Principles of Corporate Finance Brealey and Myers Sixth Edition • Real Options Slides by Matthew Will, Jeffrey Wurgler Chapter 21 Irwin/McGraw Hill • The McGraw-Hill Companies, Inc., 2000

Topics Covered • Real Options • Follow-on investments • Abandon • Wait (and learn) • Vary output or production methods • Valuation examples mixed in

Real option value Real option value = Value with option - Value without option

Key questions When is there a real option? - Clearly defined underlying asset whose value changes unpredictably over time - Payoffs to asset are contingent on a decision or event When does the real option have significant value? - Usually when only you can take advantage of it - As barriers to competition fall, options often worth less Can that value be estimated using an option pricing model? - If underlying asset is traded, and exercise price is known - Usually not as precise as DCF

Case 1: Follow-on investments • Option to undertake expansion or follow-on investments if tide turns in future • May want to undertake project that is NPV<0 (before considering option value)

Case 1: Follow-on investments Example: Building Mark I computer gives option to build Mark II computer if platform catches on • NPV of Mark I computer (itself) = - $46 million • But gives option to go ahead with Mark II: • Decision arises 3 years from now • Required investment in Mark II is $900 million • Forecasted cash flows of Mark II are $463 (PV as of today) • Mark II cash flows are uncertain: an annual SD of 35 percent • Annual interest rate is 10% • Proceed with Mark I? How valuable is the follow-on option?

Case 1: Follow-on investments Example: Building Mark I computer gives option to build Mark II computer if platform catches on • Option to invest in Mark II is just a 3-year call option on an asset worth $463 million with a $900 million exercise price! • Black-Scholes call value = +$53.59 million • This makes up for the -$46 NPV of the Mark I on its own • Go ahead with Mark I

Case #2: Option to abandon • Opposite of expansion option (a put not a call) • Can bail out (cut your losses) if things look bad

Case #2: Option to abandon Example: Choice between two production technologies.

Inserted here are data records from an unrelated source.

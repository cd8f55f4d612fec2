//! Bound client socket and its accept thread.

use std::io;
use std::net::{SocketAddr, TcpListener};
use std::sync::Arc;
use std::sync::atomic::{AtomicBool, Ordering};
use std::thread::{self, JoinHandle};
use std::time::Duration;

use tracing::{debug, info, warn};

use cellar_config::SocketEndpoint;

use super::{ConnectionHandler, ConnectionStream, LISTENER_TARGET, ListenerError};

#[cfg(unix)]
use std::os::unix::net::UnixListener;

#[cfg(unix)]
use self::unix::SocketFile;

/// Pause between polls while no client is waiting.
const IDLE_POLL: Duration = Duration::from_millis(25);
/// Pause after an accept error, so a persistent failure does not spin.
const FAULT_POLL: Duration = Duration::from_millis(150);

/// Listener bound to a client endpoint but not yet accepting.
#[derive(Debug)]
pub(crate) struct SocketListener {
    endpoint: SocketEndpoint,
    socket: BoundSocket,
}

#[derive(Debug)]
enum BoundSocket {
    Tcp(TcpListener),
    // The file guard is declared after the listener so the socket closes
    // before its path is unlinked.
    #[cfg(unix)]
    Unix(UnixListener, SocketFile),
}

impl BoundSocket {
    fn set_nonblocking(&self) -> io::Result<()> {
        match self {
            Self::Tcp(listener) => listener.set_nonblocking(true),
            #[cfg(unix)]
            Self::Unix(listener, _) => listener.set_nonblocking(true),
        }
    }

    /// Accepts one pending client, or `None` when nobody is waiting.
    fn poll(&self) -> io::Result<Option<ConnectionStream>> {
        let accepted = match self {
            Self::Tcp(listener) => listener.accept().and_then(|(stream, _)| {
                stream.set_nonblocking(false)?;
                Ok(ConnectionStream::Tcp(stream))
            }),
            #[cfg(unix)]
            Self::Unix(listener, _) => listener.accept().and_then(|(stream, _)| {
                stream.set_nonblocking(false)?;
                Ok(ConnectionStream::Unix(stream))
            }),
        };
        match accepted {
            Ok(stream) => Ok(Some(stream)),
            Err(error) if error.kind() == io::ErrorKind::WouldBlock => Ok(None),
            Err(error) => Err(error),
        }
    }
}

impl SocketListener {
    pub(crate) fn bind(endpoint: &SocketEndpoint) -> Result<Self, ListenerError> {
        let bind_error = |source| ListenerError::Bind {
            endpoint: endpoint.to_string(),
            source,
        };
        let socket = match endpoint {
            SocketEndpoint::Tcp { host, port } => {
                BoundSocket::Tcp(TcpListener::bind((host.as_str(), *port)).map_err(bind_error)?)
            }
            #[cfg(unix)]
            SocketEndpoint::Unix { path } => {
                let (listener, file) = unix::bind(path.as_std_path(), endpoint)?;
                BoundSocket::Unix(listener, file)
            }
            #[cfg(not(unix))]
            SocketEndpoint::Unix { .. } => {
                return Err(bind_error(io::Error::from(io::ErrorKind::Unsupported)));
            }
        };
        Ok(Self {
            endpoint: endpoint.clone(),
            socket,
        })
    }

    /// Bound TCP address, which differs from the configured one when port 0
    /// was requested.
    pub(crate) fn local_addr(&self) -> Option<SocketAddr> {
        match &self.socket {
            BoundSocket::Tcp(listener) => listener.local_addr().ok(),
            #[cfg(unix)]
            BoundSocket::Unix(..) => None,
        }
    }

    pub(crate) fn endpoint(&self) -> &SocketEndpoint {
        &self.endpoint
    }

    /// Moves the listener onto its accept thread.
    pub(crate) fn start(
        self,
        handler: Arc<dyn ConnectionHandler>,
    ) -> Result<ListenerHandle, ListenerError> {
        self.socket
            .set_nonblocking()
            .map_err(|source| ListenerError::Start { source })?;
        let stop = Arc::new(AtomicBool::new(false));
        let accept_stop = Arc::clone(&stop);
        let thread = thread::Builder::new()
            .name("cellard-listener".to_owned())
            .spawn(move || self.accept_until(&accept_stop, &handler))
            .map_err(|source| ListenerError::Start { source })?;
        Ok(ListenerHandle {
            stop,
            thread: Some(thread),
        })
    }

    fn accept_until(self, stop: &AtomicBool, handler: &Arc<dyn ConnectionHandler>) {
        info!(target: LISTENER_TARGET, endpoint = %self.endpoint, "accepting clients");
        let mut accepted: u64 = 0;
        let mut failing = None::<io::ErrorKind>;
        while !stop.load(Ordering::SeqCst) {
            match self.socket.poll() {
                Ok(Some(stream)) => {
                    failing = None;
                    accepted += 1;
                    serve_connection(accepted, stream, handler);
                }
                Ok(None) => thread::sleep(IDLE_POLL),
                Err(error) => {
                    // Repeats of the same failure are logged once.
                    if failing.replace(error.kind()) != Some(error.kind()) {
                        warn!(target: LISTENER_TARGET, %error, "accept failed");
                    }
                    thread::sleep(FAULT_POLL);
                }
            }
        }
        debug!(target: LISTENER_TARGET, accepted, "stopped accepting clients");
    }
}

/// Handle to the background accept thread.
#[derive(Debug)]
pub(crate) struct ListenerHandle {
    stop: Arc<AtomicBool>,
    thread: Option<JoinHandle<()>>,
}

impl ListenerHandle {
    /// Asks the accept loop to stop. Connections already accepted keep
    /// running.
    pub(crate) fn shutdown(&self) {
        self.stop.store(true, Ordering::SeqCst);
    }

    /// Waits for the accept thread; a Unix socket file is gone afterwards.
    pub(crate) fn join(mut self) -> Result<(), ListenerError> {
        self.thread
            .take()
            .map_or(Ok(()), |thread| thread.join().map_err(|_| ListenerError::ThreadPanic))
    }
}

impl Drop for ListenerHandle {
    fn drop(&mut self) {
        self.shutdown();
    }
}

fn serve_connection(sequence: u64, stream: ConnectionStream, handler: &Arc<dyn ConnectionHandler>) {
    let handler = Arc::clone(handler);
    if let Err(error) = thread::Builder::new()
        .name(format!("cellard-conn-{sequence}"))
        .spawn(move || handler.handle(stream))
    {
        warn!(target: LISTENER_TARGET, %error, sequence, "no thread for connection, closing it");
    }
}

#[cfg(unix)]
mod unix {
    use std::fs;
    use std::io;
    use std::os::unix::fs::FileTypeExt;
    use std::os::unix::net::{UnixListener, UnixStream};
    use std::path::{Path, PathBuf};

    use tracing::{debug, warn};

    use cellar_config::SocketEndpoint;

    use super::super::{LISTENER_TARGET, ListenerError, Occupant};

    /// Socket path owned by this process, unlinked on drop.
    #[derive(Debug)]
    pub(super) struct SocketFile(PathBuf);

    impl Drop for SocketFile {
        fn drop(&mut self) {
            match fs::remove_file(&self.0) {
                Ok(()) => debug!(target: LISTENER_TARGET, path = %self.0.display(), "removed socket file"),
                Err(error) if error.kind() == io::ErrorKind::NotFound => {}
                Err(error) => {
                    warn!(target: LISTENER_TARGET, path = %self.0.display(), %error, "failed to remove socket file");
                }
            }
        }
    }

    pub(super) fn bind(
        path: &Path,
        endpoint: &SocketEndpoint,
    ) -> Result<(UnixListener, SocketFile), ListenerError> {
        let bind_error = |source| ListenerError::Bind {
            endpoint: endpoint.to_string(),
            source,
        };
        let occupied = |occupant| ListenerError::PathOccupied {
            path: path.display().to_string(),
            occupant,
        };

        match fs::symlink_metadata(path) {
            Ok(metadata) if !metadata.file_type().is_socket() => {
                return Err(occupied(Occupant::NotASocket));
            }
            Ok(_) => match UnixStream::connect(path) {
                Ok(_) => return Err(occupied(Occupant::LiveDaemon)),
                Err(error)
                    if matches!(
                        error.kind(),
                        io::ErrorKind::ConnectionRefused | io::ErrorKind::NotFound
                    ) =>
                {
                    debug!(target: LISTENER_TARGET, path = %path.display(), "reclaiming stale socket");
                    fs::remove_file(path).map_err(bind_error)?;
                }
                Err(error) => return Err(bind_error(error)),
            },
            Err(error) if error.kind() == io::ErrorKind::NotFound => {}
            Err(error) => return Err(bind_error(error)),
        }

        let listener = UnixListener::bind(path).map_err(bind_error)?;
        Ok((listener, SocketFile(path.to_path_buf())))
    }
}
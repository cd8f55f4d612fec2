//! Response encoding.

use serde::de::{self, Deserializer};
use serde::ser::Serializer;
use serde::{Deserialize, Serialize};
use serde_json::{Map, Value};

use super::errors::{DecodeError, UnknownErrorCode};

/// Outcome reported in the response header.
#[derive(Debug, Clone, Copy, PartialEq, Eq, Serialize, Deserialize)]
#[serde(rename_all = "SCREAMING_SNAKE_CASE")]
pub enum Status {
    /// The operation ran; the content frame holds its result.
    Success,
    /// The operation did not run or failed; see the error code.
    Failure,
}

/// Numeric error classification carried on the wire.
#[derive(Debug, Clone, Copy, PartialEq, Eq, Hash)]
#[repr(u8)]
pub enum ErrorCode {
    /// No error.
    None = 0,
    /// The database or key does not exist.
    NotFound = 1,
    /// The arguments frame does not fit the operation.
    InvalidArguments = 2,
    /// The envelope could not be decoded.
    RequestError = 3,
    /// The operation name is not recognised.
    UnknownCommand = 4,
    /// The storage engine or catalog failed.
    StorageError = 5,
    /// The database is referenced by an in-flight request.
    InUse = 6,
    /// The daemon failed internally or is shutting down.
    InternalError = 7,
}

impl ErrorCode {
    /// Wire value.
    #[must_use]
    pub const fn code(self) -> u8 {
        self as u8
    }
}

impl TryFrom<u8> for ErrorCode {
    type Error = UnknownErrorCode;

    fn try_from(value: u8) -> Result<Self, Self::Error> {
        Ok(match value {
            0 => Self::None,
            1 => Self::NotFound,
            2 => Self::InvalidArguments,
            3 => Self::RequestError,
            4 => Self::UnknownCommand,
            5 => Self::StorageError,
            6 => Self::InUse,
            7 => Self::InternalError,
            other => return Err(UnknownErrorCode(other)),
        })
    }
}

impl Serialize for ErrorCode {
    fn serialize<S: Serializer>(&self, serializer: S) -> Result<S::Ok, S::Error> {
        serializer.serialize_u8(self.code())
    }
}

impl<'de> Deserialize<'de> for ErrorCode {
    fn deserialize<D: Deserializer<'de>>(deserializer: D) -> Result<Self, D::Error> {
        let value = u8::deserialize(deserializer)?;
        Self::try_from(value).map_err(de::Error::custom)
    }
}

/// First frame of every response.
#[derive(Debug, Clone, PartialEq, Eq, Serialize, Deserialize)]
pub struct ResponseHeader {
    /// Success or failure.
    pub status: Status,
    /// `NONE` on success.
    pub error_code: ErrorCode,
    /// Human-readable detail; empty on success.
    pub error_message: String,
}

impl ResponseHeader {
    /// Header for a successful exchange.
    #[must_use]
    pub fn success() -> Self {
        Self {
            status: Status::Success,
            error_code: ErrorCode::None,
            error_message: String::new(),
        }
    }

    /// Header for a failed exchange.
    #[must_use]
    pub fn failure(error_code: ErrorCode, error_message: impl Into<String>) -> Self {
        Self {
            status: Status::Failure,
            error_code,
            error_message: error_message.into(),
        }
    }
}

/// Named result fields of a response.
#[derive(Debug, Clone, Default, PartialEq, Serialize, Deserialize)]
#[serde(transparent)]
pub struct ResponseContent(Map<String, Value>);

impl ResponseContent {
    /// Empty content map.
    #[must_use]
    pub fn new() -> Self {
        Self::default()
    }

    /// Adds a field, replacing any previous value under the same name.
    #[must_use]
    pub fn with(mut self, name: impl Into<String>, value: impl Into<Value>) -> Self {
        self.0.insert(name.into(), value.into());
        self
    }

    /// Looks up a field.
    #[must_use]
    pub fn get(&self, name: &str) -> Option<&Value> {
        self.0.get(name)
    }

    /// Returns true when no field is set.
    #[must_use]
    pub fn is_empty(&self) -> bool {
        self.0.is_empty()
    }
}

/// A complete response envelope.
#[derive(Debug, Clone, PartialEq, Serialize, Deserialize)]
pub struct Response {
    /// Status frame.
    pub header: ResponseHeader,
    /// Result frame; empty on failure.
    pub content: ResponseContent,
}

/// Wire bytes sent when a response cannot be serialized.
pub(crate) const FALLBACK_RESPONSE: &[u8] = b"[{\"status\":\"FAILURE\",\"error_code\":7,\"error_message\":\"response encoding failed\"},{}]\n";

impl Response {
    /// Successful response with the given content.
    #[must_use]
    pub fn success(content: ResponseContent) -> Self {
        Self {
            header: ResponseHeader::success(),
            content,
        }
    }

    /// Failed response with empty content.
    #[must_use]
    pub fn failure(error_code: ErrorCode, error_message: impl Into<String>) -> Self {
        Self {
            header: ResponseHeader::failure(error_code, error_message),
            content: ResponseContent::new(),
        }
    }

    /// Returns true for SUCCESS responses.
    #[must_use]
    pub fn is_success(&self) -> bool {
        self.header.status == Status::Success
    }

    /// Serializes the response as a newline-terminated JSON line holding the
    /// header frame followed by the content frame.
    ///
    /// # Errors
    ///
    /// Returns an error if serialization fails.
    pub fn encode(&self) -> Result<Vec<u8>, serde_json::Error> {
        let mut bytes = serde_json::to_vec(&(&self.header, &self.content))?;
        bytes.push(b'\n');
        Ok(bytes)
    }

    /// Serializes the response, substituting a generic INTERNAL_ERROR line if
    /// serialization fails so the client still receives exactly one reply.
    #[must_use]
    pub fn encode_or_fallback(&self) -> Vec<u8> {
        self.encode()
            .unwrap_or_else(|_| FALLBACK_RESPONSE.to_vec())
    }

    /// Parses a response line produced by [`Response::encode`].
    ///
    /// # Errors
    ///
    /// Returns an error if the line is not a two-frame response.
    pub fn parse(line: &[u8]) -> Result<Self, serde_json::Error> {
        let (header, content): (ResponseHeader, ResponseContent) =
            serde_json::from_slice(line.trim_ascii())?;
        Ok(Self { header, content })
    }
}

impl From<&DecodeError> for Response {
    fn from(error: &DecodeError) -> Self {
        Self::failure(error.error_code(), error.to_string())
    }
}
//! Structured telemetry initialisation for the daemon.

use std::io::{self, IsTerminal};

use once_cell::sync::OnceCell;
use tracing::{Subscriber, subscriber::SetGlobalDefaultError};
use tracing_subscriber::EnvFilter;
use tracing_subscriber::fmt;

use cellar_config::{Config, LogFormat};

static TELEMETRY_GUARD: OnceCell<()> = OnceCell::new();

/// Handle returned when telemetry has been initialised.
#[derive(Debug, Default, Clone, Copy)]
pub struct TelemetryHandle;

/// Errors encountered while configuring telemetry.
#[derive(Debug, thiserror::Error)]
pub enum TelemetryError {
    /// Failed to parse the configured log filter expression.
    #[error("invalid log filter: {0}")]
    Filter(String),
    /// Failed to install the tracing subscriber.
    #[error("failed to install telemetry subscriber: {0}")]
    Subscriber(SetGlobalDefaultError),
}

/// Configures the global tracing subscriber when invoked for the first time.
///
/// Only the first successful call installs the subscriber; later calls return
/// a fresh [`TelemetryHandle`] without touching global state, so embedding
/// several daemons in one process (as the test suite does) is safe.
pub(crate) fn initialise(config: &Config) -> Result<TelemetryHandle, TelemetryError> {
    TELEMETRY_GUARD
        .get_or_try_init(|| install_subscriber(config))
        .map(|_| TelemetryHandle)
}

fn install_subscriber(config: &Config) -> Result<(), TelemetryError> {
    let filter = EnvFilter::try_new(config.log_filter())
        .map_err(|error| TelemetryError::Filter(error.to_string()))?;

    let builder = |filter: EnvFilter| {
        fmt::Subscriber::builder()
            .with_env_filter(filter)
            .with_target(true)
            .with_level(true)
            .with_thread_ids(false)
            // Worker threads are named `cellard-worker-N`.
            .with_thread_names(true)
            .with_writer(io::stderr)
            .with_ansi(io::stderr().is_terminal())
            .with_timer(tracing_subscriber::fmt::time::UtcTime::rfc_3339())
    };

    let subscriber: Box<dyn Subscriber + Send + Sync> = match config.log_format() {
        LogFormat::Json => Box::new(builder(filter).json().flatten_event(true).finish()),
        LogFormat::Compact => Box::new(builder(filter).compact().finish()),
    };

    tracing::subscriber::set_global_default(subscriber).map_err(TelemetryError::Subscriber)
}
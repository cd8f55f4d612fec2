//! Typed views over the opaque arguments frame.

use serde::Deserialize;
use serde::de::DeserializeOwned;
use serde_json::Value;

use super::errors::CommandError;

#[derive(Debug, Deserialize)]
#[serde(deny_unknown_fields)]
pub(super) struct KeyArgs {
    pub key: String,
}

#[derive(Debug, Deserialize)]
#[serde(deny_unknown_fields)]
pub(super) struct KeysArgs {
    pub keys: Vec<String>,
}

#[derive(Debug, Deserialize)]
#[serde(deny_unknown_fields)]
pub(super) struct PutArgs {
    pub key: String,
    pub value: String,
}

#[derive(Debug, Default, Deserialize)]
#[serde(deny_unknown_fields)]
pub(super) struct RangeArgs {
    #[serde(default)]
    pub start: Option<String>,
    #[serde(default)]
    pub end: Option<String>,
    #[serde(default)]
    pub limit: Option<usize>,
}

#[derive(Debug, Deserialize)]
#[serde(deny_unknown_fields)]
pub(super) struct SliceArgs {
    pub start: String,
    pub limit: usize,
}

/// Decodes a required arguments object.
pub(super) fn parse<T: DeserializeOwned>(arguments: &Value) -> Result<T, CommandError> {
    T::deserialize(arguments).map_err(|error| CommandError::invalid_arguments(error.to_string()))
}

/// Decodes an arguments object where `null` stands for "no arguments".
pub(super) fn parse_optional<T: DeserializeOwned + Default>(
    arguments: &Value,
) -> Result<T, CommandError> {
    if arguments.is_null() {
        return Ok(T::default());
    }
    parse(arguments)
}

A is specialized: low unit cost, low salvage value. B is general: high unit cost, decent salvage value. • A has cash flows of 18.5 if high demand, 8.5 if low demand • B has cash flows of 18 if high demand, 8 if low demand. • If can’t ever abandon, want A. • But suppose, one year into project know what demand will be. Can abandon and get 10 out of B (0 for A).If low demand, B is better. What is value of the put option associated with B?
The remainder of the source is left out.